Post
Topic
Board Securities
Re: [BitFunder] [TAT.VIRTUALMINE] Virtual Mining - Hash Without Hardware!
by
fently
on 14/06/2013, 02:53:25 UTC
I'm confused.. how do these dividends pay more than ASICMINER dividends if they are BACKED by AM shares?  Shouldn't they be the same?

For the cost of 1 asicminer you get ~385 virtualmine. 1 share Asicminer div is ~0.036 a week. 1 share Virtualmine is 0.00003223 a day. I'm sure I don't have to spell it out for you. Virtualmine is ~2.4x more a week. If you're look solely on dividends virtualmine is undervalue compare to asicminer.

Can we look at % annual return, rather than direct share comparison?  (sorry I thought this was obvious)
  This would be like me saying asicminer-PT pay more divdends than asicminer-TAT -- obviously not true, as their dividend return % should be the same.   

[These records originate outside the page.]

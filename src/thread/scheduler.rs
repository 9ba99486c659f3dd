//! Ready-queue mechanics: the idle thread, the pick-next-thread policy,
//! preemption, and the two entry points `hal`'s interrupt trampoline calls
//! into (`on_tick_return` from the real timer, `schedule_from_interrupt`
//! from the software reschedule trap). Grounded on Pintos'
//! `next_thread_to_run`/`schedule`/`thread_tick`/`thread_start`
//! (`examples/original_source/threads/thread.c`), adapted onto `hal`'s
//! single context-switch trampoline instead of Pintos' own `thread_launch`.

use core::ptr::NonNull;
use core::sync::atomic::{AtomicU64, Ordering};

use crate::config;
use crate::hal::{self, Guarded, InterruptFrame, IntrGuard};
use crate::list::{Adapter, List};

use super::{QueueAdapter, Status, Tcb};

static READY_QUEUE: Guarded<List<QueueAdapter>> = Guarded::new();
static DESTRUCTION_QUEUE: Guarded<List<QueueAdapter>> = Guarded::new();

static mut IDLE_THREAD: Option<NonNull<Tcb>> = None;
static mut INITIAL_THREAD: Option<NonNull<Tcb>> = None;

/// Ticks the current thread has run since its last time it was switched
/// in. Reset to 0 in `schedule_core` whenever a new thread is switched in;
/// compared against `config::TIME_SLICE` in `on_tick_return`.
static THREAD_TICKS: AtomicU64 = AtomicU64::new(0);

pub(crate) fn init(initial: NonNull<Tcb>) {
    READY_QUEUE.init(List::new());
    DESTRUCTION_QUEUE.init(List::new());
    unsafe { INITIAL_THREAD = Some(initial) };
}

fn ready_queue<'a>(guard: &'a IntrGuard) -> &'a mut List<QueueAdapter> {
    READY_QUEUE.get(guard)
}

fn destruction_queue<'a>(guard: &'a IntrGuard) -> &'a mut List<QueueAdapter> {
    DESTRUCTION_QUEUE.get(guard)
}

pub(crate) fn is_idle(t: NonNull<Tcb>) -> bool {
    unsafe { IDLE_THREAD == Some(t) }
}

/// Inserts `t` into the ready queue ordered by descending effective
/// priority, ties FIFO (spec.md §4.1 "ready queue ... ordered"). Requires
/// the caller already holds an `IntrGuard`.
pub(crate) fn ready_queue_insert(t: NonNull<Tcb>) {
    let guard = IntrGuard::acquire();
    ready_queue(&guard).insert_desc_by_key(t, |tcb| tcb.effective_priority());
}

/// Requests an immediate reschedule via the software trap (spec.md §4.2
/// `block`/`yield_now`/`exit` all funnel here). Not callable from
/// interrupt context — the timer path reschedules by returning a
/// different frame from `on_tick_return` directly, it never re-enters via
/// `int 0x81`.
pub(crate) fn request_schedule() {
    hal::request_switch();
}

/// Picks the highest *current* effective priority among ready threads,
/// falling back to the idle thread when the ready queue is empty
/// (spec.md §4.1, "idle thread ... runs whenever the ready queue is
/// empty"). A re-scan rather than a plain `pop_front()`: a thread already
/// sitting in the ready queue can be donated to (its lock's holder was
/// preempted mid-hold, not blocked), which changes its effective priority
/// without moving it in the list — the same staleness `semaphore::up`
/// has to re-scan for on its waiter list.
fn next_thread_to_run(guard: &IntrGuard) -> NonNull<Tcb> {
    let queue = ready_queue(guard);
    match queue.max_by_key(|tcb| tcb.effective_priority()) {
        Some(t) => {
            let link = unsafe { QueueAdapter::link_of(t) };
            queue.remove(link);
            t
        }
        None => unsafe { IDLE_THREAD.expect("idle thread not started") },
    }
}

/// The mechanics shared by both trampoline entry points: pick the next
/// thread, mark it RUNNING, reset the slice counter, reap any thread
/// queued for destruction by a *previous* switch (never the one being
/// switched away from right now — it is still on this stack), and return
/// the frame to resume into.
///
/// `outgoing` is `None` only when called for the very first switch away
/// from nothing (never actually happens here: `thread::start` always
/// switches away from the initial thread, which is a real thread).
fn schedule_core(outgoing: NonNull<Tcb>, frame: *mut InterruptFrame) -> *mut InterruptFrame {
    let guard = IntrGuard::acquire();

    reap_destroyed(&guard);

    let outgoing_status = unsafe { outgoing.as_ref().status };
    unsafe { outgoing.as_mut().saved_context = frame };
    match outgoing_status {
        Status::Dying => destruction_queue(&guard).push_back(outgoing),
        Status::Running => {
            unsafe { outgoing.as_mut().status = Status::Ready };
            if !is_idle(outgoing) {
                ready_queue(&guard).insert_desc_by_key(outgoing, |tcb| tcb.effective_priority());
            }
        }
        // Already moved to Blocked/Ready by the caller (block()/yield_now())
        // before requesting the switch.
        _ => {}
    }

    let mut incoming = next_thread_to_run(&guard);
    unsafe { incoming.as_mut().status = Status::Running };
    THREAD_TICKS.store(0, Ordering::Relaxed);

    unsafe { incoming.as_ref().saved_context }
}

/// Frees the page of any thread a *prior* schedule pass parked on the
/// destruction queue. Deferred this way because a thread can never free
/// the stack it is still running on (spec.md §3 "Termination").
fn reap_destroyed(guard: &IntrGuard) {
    while let Some(dead) = destruction_queue(guard).pop_front() {
        let page = unsafe { dead.as_ref().page };
        unsafe { hal::free_page(page) };
    }
}

/// Entry point for the real timer interrupt (via `hal::hal_timer_entry`).
/// Only reschedules once the current thread's slice has expired and some
/// ready thread exists to hand off to — otherwise returns the same frame
/// unchanged, which is the common case on every tick that isn't a
/// preemption point (spec.md §4.2 "TIME_SLICE (4 ticks)").
pub fn on_tick_return(frame: *mut InterruptFrame) -> *mut InterruptFrame {
    let ticks = THREAD_TICKS.fetch_add(1, Ordering::Relaxed) + 1;
    let current = super::current();
    if ticks < config::TIME_SLICE {
        return frame;
    }
    let guard = IntrGuard::acquire();
    if ready_queue(&guard).is_empty() && is_idle(current) {
        return frame;
    }
    drop(guard);
    schedule_core(current, frame)
}

/// Entry point for the voluntary reschedule trap. Unlike the timer path,
/// this always switches (the caller has already decided a switch is
/// necessary: blocked, yielded, or exiting).
pub fn schedule_from_interrupt(frame: *mut InterruptFrame) -> *mut InterruptFrame {
    let current = super::current();
    schedule_core(current, frame)
}

/// Yields immediately if some ready thread now outranks the running
/// thread (spec.md §4.2, the "test_max_priority" check in `create` and
/// `set_priority`). A no-op from interrupt context — the timer path
/// already re-evaluates priority order on every tick via `on_tick_return`.
pub fn preempt_if_needed() {
    if hal::in_intr_context() {
        return;
    }
    let guard = IntrGuard::acquire();
    let current = super::current();
    let current_priority = unsafe { current.as_ref().effective_priority() };
    let should_yield = ready_queue(&guard)
        .front()
        .map(|front| unsafe { front.as_ref().effective_priority() } > current_priority)
        .unwrap_or(false);
    drop(guard);
    if should_yield {
        super::yield_now();
    }
}

/// Body of the idle thread (spec.md §4.1): signals `idle_started`, then
/// repeatedly halts until the next interrupt, yielding immediately after
/// each wake so a newly-ready thread is picked up without waiting out a
/// full slice.
pub(crate) fn idle_main(idle_started_ptr: u64) {
    let idle_started = unsafe {
        &*(idle_started_ptr as *const crate::sync::semaphore::Semaphore)
    };
    unsafe { IDLE_THREAD = Some(super::current()) };
    idle_started.up();
    loop {
        x86_64::instructions::interrupts::disable();
        super::yield_now();
        unsafe { x86_64::instructions::interrupts::enable_and_hlt() };
    }
}
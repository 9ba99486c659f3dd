//! Scheduler and synchronization core for a small preemptive kernel.
//!
//! Everything below `hal` is pure logic: intrusive queues, priority math,
//! donation, the semaphore/lock/condvar contracts. `hal` is the one module
//! that talks to the CPU (interrupt masking, context switch, page
//! allocation). That split is what lets `list`, `thread`, `timer`, and
//! `sync` carry `#[cfg(test)]` unit tests that run under host `cargo test`
//! (where this crate compiles against `std`), while the crate as a whole
//! stays `no_std` for the real x86_64 target used by `main.rs` and the
//! `tests/*.rs` QEMU integration binaries.
#![cfg_attr(not(test), no_std)]
#![feature(abi_x86_interrupt)]

extern crate alloc;

pub mod allocator;
pub mod config;
pub mod console;
pub mod font;
pub mod framebuffer;
pub mod gdt;
pub mod hal;
pub mod interrupts;
pub mod list;
pub mod memory;
pub mod serial;
pub mod sync;
pub mod thread;
pub mod timer;
pub mod vga_buffer;

#[cfg(not(test))]
use core::panic::PanicInfo;

/// Bring up the pieces every entry point (the kernel binary and the
/// integration tests in `tests/`) needs before anything else can run:
/// GDT/TSS, IDT + PIC + PIT. Does not touch the scheduler or enable
/// interrupts — that is `thread::init`/`thread::start`, called separately
/// so tests that only need interrupt plumbing don't pay for it.
pub fn init() {
    gdt::init();
    interrupts::init_idt();
    interrupts::init_pic();
    interrupts::init_pit(config::BootConfig::get().pit_hz);
}

pub fn hlt_loop() -> ! {
    loop {
        x86_64::instructions::hlt();
    }
}

#[macro_export]
macro_rules! print {
    ($($arg:tt)*) => {
        $crate::console::_print(::core::format_args!($($arg)*));
    };
}

#[macro_export]
macro_rules! println {
    () => ($crate::print!("\n"));
    ($($arg:tt)*) => ($crate::print!("{}\n", ::core::format_args!($($arg)*)));
}

// --- QEMU integration test harness ---
//
// `tests/*.rs` are each their own `#![no_std] #![no_main]` binary with their
// own `#[test_case]`s, custom test-framework attributes, and panic handler
// that forwards to `test_panic_handler` below. This module just supplies the
// shared plumbing (the `Testable` wrapper, the runner, and the QEMU exit
// port) so every integration binary doesn't reimplement it.

#[cfg(not(test))]
pub trait Testable {
    fn run(&self);
}

#[cfg(not(test))]
impl<T: Fn()> Testable for T {
    fn run(&self) {
        serial_print!("{}...\t", core::any::type_name::<T>());
        self();
        serial_println!("[ok]");
    }
}

#[cfg(not(test))]
pub fn test_runner(tests: &[&dyn Testable]) {
    serial_println!("Running {} tests", tests.len());
    for test in tests {
        test.run();
    }
    exit_qemu(QemuExitCode::Success);
}

#[cfg(not(test))]
pub fn test_panic_handler(info: &PanicInfo) -> ! {
    serial_println!("[failed]\n");
    serial_println!("Error: {}\n", info);
    exit_qemu(QemuExitCode::Failed);
    hlt_loop()
}

#[derive(Debug, Clone, Copy, PartialEq, Eq)]
#[repr(u32)]
pub enum QemuExitCode {
    Success = 0x10,
    Failed = 0x11,
}

pub fn exit_qemu(exit_code: QemuExitCode) {
    use x86_64::instructions::port::Port;
    unsafe {
        let mut port = Port::new(0xf4);
        port.write(exit_code as u32);
    }
}
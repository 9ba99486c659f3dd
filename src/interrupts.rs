//! Interrupt Descriptor Table (IDT), PIC remapping, and PIT programming.
//!
//! The IDT tells the CPU which function to call for each interrupt:
//!   - 0-31: CPU exceptions (divide by zero, page fault, double fault, etc.)
//!   - 32-47: Hardware interrupts (remapped from PIC: timer, keyboard, etc.)
//!   - 0x81: the software reschedule trap `hal::request_switch` raises.
//!
//! The PIC 8259 manages hardware interrupts. We remap IRQs 0-7 from
//! IDT entries 8-15 to 32-47 to avoid colliding with CPU exceptions.
//!
//! The timer and reschedule vectors don't point at ordinary
//! `extern "x86-interrupt"` functions — they point at `hal`'s raw
//! assembly trampolines (`hal::timer_isr_addr`/`hal::resched_isr_addr`),
//! which save the full register file and call back into `hal`'s Rust
//! entry points. That split exists because those two vectors are the ones
//! that can resume a *different* thread's stack than the one they
//! interrupted; every other vector here returns to where it was raised
//! and can use the ordinary `x86-interrupt` ABI.

use crate::gdt;
use crate::hal;
use crate::hlt_loop;
use pic8259::ChainedPics;
use spin::Mutex;
use x86_64::instructions::port::Port;
use x86_64::structures::idt::{InterruptDescriptorTable, InterruptStackFrame, PageFaultErrorCode};
use x86_64::VirtAddr;

const PIT_OSCILLATOR_HZ: u32 = 1_193_182;
const PIT_COMMAND_PORT: u16 = 0x43;
const PIT_CHANNEL0_PORT: u16 = 0x40;

/// Configures the 8254 PIT to fire at `hz`, the tick rate the rest of the
/// core treats as the unit of time (spec.md §4.3, GLOSSARY "Tick").
pub fn init_pit(hz: u32) {
    let divisor: u16 = (PIT_OSCILLATOR_HZ / hz) as u16;
    unsafe {
        Port::new(PIT_COMMAND_PORT).write(0x36u8);
        Port::new(PIT_CHANNEL0_PORT).write((divisor & 0xFF) as u8);
        Port::new(PIT_CHANNEL0_PORT).write((divisor >> 8) as u8);
    }
}

pub const PIC_1_OFFSET: u8 = 32;
pub const PIC_2_OFFSET: u8 = PIC_1_OFFSET + 8;

pub static PICS: Mutex<ChainedPics> =
    Mutex::new(unsafe { ChainedPics::new(PIC_1_OFFSET, PIC_2_OFFSET) });

#[derive(Debug, Clone, Copy)]
#[repr(u8)]
pub enum InterruptIndex {
    Timer = PIC_1_OFFSET,
}

static IDT: spin::Once<InterruptDescriptorTable> = spin::Once::new();

pub fn init_idt() {
    let idt = IDT.call_once(|| {
        let mut idt = InterruptDescriptorTable::new();
        idt.breakpoint.set_handler_fn(breakpoint_handler);
        unsafe {
            idt.double_fault
                .set_handler_fn(double_fault_handler)
                .set_stack_index(gdt::DOUBLE_FAULT_IST_INDEX);
        }
        idt.page_fault.set_handler_fn(page_fault_handler);
        unsafe {
            idt[InterruptIndex::Timer as u8].set_handler_addr(VirtAddr::new(hal::timer_isr_addr()));
            idt[hal::RESCHED_VECTOR].set_handler_addr(VirtAddr::new(hal::resched_isr_addr()));
        }
        idt
    });
    idt.load();
}

/// Enables the PIC's timer line. Separated from `init_idt`/`init_pit` so
/// callers can finish all other bring-up (heap, scheduler globals) before
/// the first tick can possibly arrive.
pub fn init_pic() {
    unsafe { PICS.lock().initialize() };
}

extern "x86-interrupt" fn breakpoint_handler(stack_frame: InterruptStackFrame) {
    crate::println!("EXCEPTION: BREAKPOINT\n{:#?}", stack_frame);
}

extern "x86-interrupt" fn double_fault_handler(
    stack_frame: InterruptStackFrame,
    _error_code: u64,
) -> ! {
    panic!("EXCEPTION: DOUBLE FAULT\n{:#?}", stack_frame);
}

extern "x86-interrupt" fn page_fault_handler(
    stack_frame: InterruptStackFrame,
    error_code: PageFaultErrorCode,
) {
    use x86_64::registers::control::Cr2;

    crate::println!("EXCEPTION: PAGE FAULT");
    crate::println!("Accessed Address: {:?}", Cr2::read());
    crate::println!("Error Code: {:?}", error_code);
    crate::println!("{:#?}", stack_frame);
    hlt_loop();
}

/// Sends end-of-interrupt for the timer line. Called from `hal`'s timer
/// trampoline (`hal::hal_timer_entry`) before it hands off to
/// `timer::on_tick`/the scheduler, matching the order the PIC-based
/// teacher code used (EOI, then the rest of the handler).
pub fn on_timer_irq() {
    unsafe {
        PICS.lock().notify_end_of_interrupt(InterruptIndex::Timer as u8);
    }
}
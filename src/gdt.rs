/// Global Descriptor Table (GDT) and Task State Segment (TSS).
///
/// In 64-bit mode, the GDT is needed for:
///   1. Switching between kernel/user code segments
///   2. Loading the TSS, which contains the Interrupt Stack Table (IST)
///
/// The IST lets us define separate stacks for specific interrupts.
/// This is critical for double faults — if a stack overflow causes a
/// page fault that then causes a double fault, we need a known-good stack.

use spin::Once;
use x86_64::structures::gdt::{Descriptor, GlobalDescriptorTable, SegmentSelector};
use x86_64::structures::tss::TaskStateSegment;
use x86_64::VirtAddr;

pub const DOUBLE_FAULT_IST_INDEX: u16 = 0;

const STACK_SIZE: usize = 4096 * 5;

#[repr(align(16))]
struct Stack(#[allow(dead_code)] [u8; STACK_SIZE]);

static mut DOUBLE_FAULT_STACK: Stack = Stack([0; STACK_SIZE]);

static TSS: Once<TaskStateSegment> = Once::new();
static GDT: Once<(GlobalDescriptorTable, Selectors)> = Once::new();

struct Selectors {
    code_selector: SegmentSelector,
    tss_selector: SegmentSelector,
}

pub fn init() {
    let tss = TSS.call_once(|| {
        let mut tss = TaskStateSegment::new();
        tss.interrupt_stack_table[DOUBLE_FAULT_IST_INDEX as usize] = {
            let stack_start = VirtAddr::from_ptr(&raw const DOUBLE_FAULT_STACK);
            stack_start + STACK_SIZE as u64
        };
        tss
    });

    let (gdt, selectors) = GDT.call_once(|| {
        let mut gdt = GlobalDescriptorTable::new();
        let code_selector = gdt.append(Descriptor::kernel_code_segment());
        let tss_selector = gdt.append(Descriptor::tss_segment(tss));
        (
            gdt,
            Selectors {
                code_selector,
                tss_selector,
            },
        )
    });

    gdt.load();

    unsafe {
        use x86_64::instructions::segmentation::{Segment, CS};
        use x86_64::instructions::tables::load_tss;
        CS::set_reg(selectors.code_selector);
        load_tss(selectors.tss_selector);
    }
}

/// The kernel code selector, for synthesizing a new thread's initial
/// `cs` register value (`thread::prime_frame`). This GDT carries no data
/// segment descriptor, so a synthesized frame's `ss` is the null selector
/// (valid in 64-bit long mode, which ignores `ss` for data accesses).
pub fn kernel_code_selector() -> u16 {
    GDT.get().expect("gdt::init not called").1.code_selector.0
}
//! Merging of sorted intervals into a minimal cover
use crate::interval::Interval;

/// Merge overlapping and book-ended intervals.
///
/// `intervals` must already be sorted by `(chrom, start, stop)`; nothing is
/// re-sorted here. Intervals that merely touch (`stop + 1 == next.start`)
/// are joined, a gap of one base or more starts a new run.
pub fn collapse(intervals: &[Interval]) -> Vec<Interval> {
    let mut ret: Vec<Interval> = vec![];
    let mut iter = intervals.iter();

    let mut cur = match iter.next() {
        Some(i) => i.clone(),
        None => return ret,
    };

    for i in iter {
        if i.chrom != cur.chrom || i.start > cur.stop.saturating_add(1) {
            let done = std::mem::replace(&mut cur, i.clone());
            ret.push(done);
        } else if i.stop > cur.stop {
            cur.stop = i.stop;
        }
    }
    ret.push(cur);

    ret
}

#[cfg(test)]
mod tests {
    use super::*;
    use rust_lapper::{Interval as LapIv, Lapper};

    fn iv(chrom: &str, start: u64, stop: u64) -> Interval {
        Interval::new(chrom, start, stop)
    }

    fn random_sorted(rng: &mut fastrand::Rng) -> Vec<Interval> {
        let chroms = ["chr1", "chr2", "chrX"];
        let mut v: Vec<Interval> = (0..rng.usize(1..40))
            .map(|_| {
                let start = rng.u64(1..500);
                iv(chroms[rng.usize(..chroms.len())], start, start + rng.u64(0..40))
            })
            .collect();
        v.sort();
        v
    }

    /// Bases covered per chromosome, computed by rust-lapper on half-open coordinates
    fn lapper_cov(intervals: &[Interval], chrom: &str) -> u64 {
        let ivs: Vec<LapIv<u64, u64>> = intervals
            .iter()
            .filter(|i| i.chrom == chrom)
            .map(|i| LapIv {
                start: i.start,
                stop: i.stop + 1,
                val: 0,
            })
            .collect();
        Lapper::new(ivs).cov()
    }

    #[test]
    fn empty() {
        assert!(collapse(&[]).is_empty());
    }

    #[test]
    fn single() {
        assert_eq!(collapse(&[iv("chr1", 5, 9)]), vec![iv("chr1", 5, 9)]);
    }

    #[test]
    fn adjacent_merge() {
        let v = vec![iv("chr1", 1, 10), iv("chr1", 11, 20)];
        assert_eq!(collapse(&v), vec![iv("chr1", 1, 20)]);
    }

    #[test]
    fn one_base_gap_splits() {
        let v = vec![iv("chr1", 1, 10), iv("chr1", 12, 20)];
        assert_eq!(collapse(&v), v);
    }

    #[test]
    fn contained_keeps_outer_stop() {
        let v = vec![iv("chr1", 1, 100), iv("chr1", 5, 10), iv("chr1", 50, 60)];
        assert_eq!(collapse(&v), vec![iv("chr1", 1, 100)]);
    }

    #[test]
    fn chromosome_change_splits() {
        let v = vec![iv("chr1", 1, 100), iv("chr2", 50, 60), iv("chr2", 55, 70)];
        assert_eq!(collapse(&v), vec![iv("chr1", 1, 100), iv("chr2", 50, 70)]);
    }

    #[test]
    fn end_of_coordinate_space() {
        let v = vec![iv("chr1", 1, u64::MAX), iv("chr1", 10, 20), iv("chr1", u64::MAX, u64::MAX)];
        assert_eq!(collapse(&v), vec![iv("chr1", 1, u64::MAX)]);
        let v = vec![iv("chr1", 1, 10), iv("chr1", u64::MAX - 1, u64::MAX)];
        assert_eq!(collapse(&v), v);
    }

    #[test]
    fn idempotent() {
        let mut rng = fastrand::Rng::with_seed(42);
        for _ in 0..200 {
            let once = collapse(&random_sorted(&mut rng));
            assert_eq!(collapse(&once), once);
        }
    }

    #[test]
    fn minimal_cover() {
        let mut rng = fastrand::Rng::with_seed(3);
        for _ in 0..200 {
            let out = collapse(&random_sorted(&mut rng));
            for w in out.windows(2) {
                assert!(w[0].chrom != w[1].chrom || w[0].stop + 1 < w[1].start);
            }
        }
    }

    #[test]
    fn coverage_conserved() {
        let mut rng = fastrand::Rng::with_seed(11);
        for _ in 0..200 {
            let input = random_sorted(&mut rng);
            let out = collapse(&input);
            for chrom in ["chr1", "chr2", "chrX"] {
                let merged: u64 = out.iter().filter(|i| i.chrom == chrom).map(|i| i.len()).sum();
                assert_eq!(merged, lapper_cov(&input, chrom));
            }
        }
    }
}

Lets talk strictly % return please..

% annual return is hard to predict for both of them, because they are different things. AM is mining + re-investment + sales. TAT.VM is income per hash. So over the long term, AM dividends will not drop as fast as the TAT.VM dividends. TAT.VM dividends will fall when difficulty rises. AM dividends will fall when they can't deploy enough new hash power to make up for difficulty increases or when their sales drop.